If the other person has children as well, it might be wise to orchestrate early get-togethers with just one set of children. But you also need—and here’s where single parents fall short—a silhouette of the type of family you are hoping to create.
Instead, make opportunities for them to get to know each other, but don’t force it. At first reference your date as “a friend” or if your kids are prepared, call them your “date.” Casual introductions are fine when you start dating someone, but don’t proactively put your kids and the person together until you are pretty sure there are real possibilities for the relationship.
Soft invitations such as, “Roger will be having dinner with me on Saturday. Children of all ages, young to old, benefit when a parent says, “I can see that the idea of my dating scares you. and probably don’t want any more changes to our family. I appreciate your being honest with me.” Use phrases like “this scares you,” “you’re afraid that our family won’t be the same,” or “you don’t want to have to change schools or leave your friends.” This type of response validates the child’s fears. If you fall in love don’t abandon your kids by spending all of your free time with your newfound love. This is especially true for children under the age of five, who can bond to someone you are dating more quickly than you can.
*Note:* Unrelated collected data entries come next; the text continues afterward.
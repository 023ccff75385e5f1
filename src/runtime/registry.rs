//! Registry of live connection workers.
//!
//! Every dispatched worker has an entry here holding its socket and the
//! handle of its task, so shutdown can reach all of them. Entries use slab
//! allocation; the slab key doubles as the worker id.

use crate::runtime::connection::shutdown_stream;
use crate::runtime::dispatch::{DispatchError, TaskHandle, TaskPanicked};
use slab::Slab;
use std::fmt;
use std::net::{SocketAddr, TcpStream};
use std::sync::{Arc, Mutex, MutexGuard};
use tracing::{debug, warn};

/// Registry entry for one dispatched worker.
#[derive(Debug)]
pub struct Worker {
    stream: Arc<TcpStream>,
    peer: SocketAddr,
    task: TaskHandle,
}

impl Worker {
    /// Shut the socket down, wait for the task, then release the socket.
    ///
    /// The order matters: joining first could block forever on an idle
    /// peer, and releasing before the join would pull the socket out from
    /// under a running task.
    pub fn drain(self, id: usize) -> Result<(), TaskPanicked> {
        let Worker { stream, peer, task } = self;

        if let Err(e) = shutdown_stream(&stream) {
            warn!(worker = id, error = %e, "Socket shutdown failed");
        }
        let joined = task.wait();

        debug_assert_eq!(Arc::strong_count(&stream), 1);
        drop(stream);
        debug!(worker = id, peer = %peer, "Socket released");
        joined
    }
}

struct Inner {
    workers: Slab<Worker>,
    closed: bool,
}

/// Mutex-protected set of live workers.
pub struct WorkerRegistry {
    inner: Mutex<Inner>,
}

impl WorkerRegistry {
    pub fn new() -> Self {
        Self {
            inner: Mutex::new(Inner {
                workers: Slab::new(),
                closed: false,
            }),
        }
    }

    fn lock(&self) -> MutexGuard<'_, Inner> {
        // Entries are only linked after a successful spawn, so the data is
        // consistent even if a holder panicked.
        self.inner.lock().unwrap_or_else(|e| e.into_inner())
    }

    /// Register a connection and submit its task in one step.
    ///
    /// `spawn` receives the worker id and must submit the task. The entry
    /// is linked only if it succeeds, so no reader ever sees an entry
    /// without a task handle. Fails with [`RegisterError::Closed`] once
    /// the registry has been drained.
    pub fn register<F>(
        &self,
        stream: Arc<TcpStream>,
        peer: SocketAddr,
        spawn: F,
    ) -> Result<usize, RegisterError>
    where
        F: FnOnce(usize) -> Result<TaskHandle, DispatchError>,
    {
        let mut inner = self.lock();
        if inner.closed {
            return Err(RegisterError::Closed);
        }

        let entry = inner.workers.vacant_entry();
        let id = entry.key();
        let task = spawn(id).map_err(RegisterError::Dispatch)?;
        entry.insert(Worker { stream, peer, task });
        Ok(id)
    }

    /// Release entries whose tasks have already finished.
    ///
    /// Returns the number of entries removed.
    pub fn reap(&self) -> usize {
        let finished: Vec<(usize, Worker)> = {
            let mut inner = self.lock();
            let ids: Vec<usize> = inner
                .workers
                .iter()
                .filter(|(_, w)| w.task.is_finished())
                .map(|(id, _)| id)
                .collect();
            ids.into_iter()
                .map(|id| (id, inner.workers.remove(id)))
                .collect()
        };

        let count = finished.len();
        for (id, worker) in finished {
            if worker.drain(id).is_err() {
                warn!(worker = id, "Worker task panicked");
            }
        }
        count
    }

    /// Close the registry and take every remaining entry.
    ///
    /// Later registrations fail; the caller owns the returned workers.
    pub fn close(&self) -> Vec<(usize, Worker)> {
        let mut inner = self.lock();
        inner.closed = true;
        std::mem::take(&mut inner.workers).into_iter().collect()
    }

    /// Number of registered workers.
    pub fn len(&self) -> usize {
        self.lock().workers.len()
    }

    pub fn is_empty(&self) -> bool {
        self.len() == 0
    }

    #[cfg(test)]
    pub fn is_closed(&self) -> bool {
        self.lock().closed
    }
}

impl Default for WorkerRegistry {
    fn default() -> Self {
        Self::new()
    }
}

/// Registration errors
#[derive(Debug)]
pub enum RegisterError {
    /// The registry was closed by shutdown.
    Closed,
    /// Task submission failed.
    Dispatch(DispatchError),
}

impl fmt::Display for RegisterError {
    fn fmt(&self, f: &mut fmt::Formatter<'_>) -> fmt::Result {
        match self {
            RegisterError::Closed => f.write_str("registry closed for shutdown"),
            RegisterError::Dispatch(e) => write!(f, "dispatch failed: {e}"),
        }
    }
}

impl std::error::Error for RegisterError {
    fn source(&self) -> Option<&(dyn std::error::Error + 'static)> {
        match self {
            RegisterError::Dispatch(e) => Some(e),
            RegisterError::Closed => None,
        }
    }
}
Make sure to only make introductions with your kids if you have confidence in your relationship with your new partner, as to not have your kids meet someone new only to see them go away in a matter of weeks or less.
Whether or not they already know, think about how you expect your child to receive this new partner once they meet them.
This year I came home four times from college and he was in town every single time.
After I went back to campus each time Mom said, ‘I never get to see you!
If you and the other parent are still transitioning your kids into the new parenting schedule, you may want to wait until you notice that your kids are comfortable with the new routine.
Introducing new things one step at a time will help your kids not to feel overwhelmed by all of the changes, so consider that as you make the decision about when you introduce your new partner to your kids.
The first rule of thumb when dating after divorce is to keep your children's needs at the forefront of all decisions you make.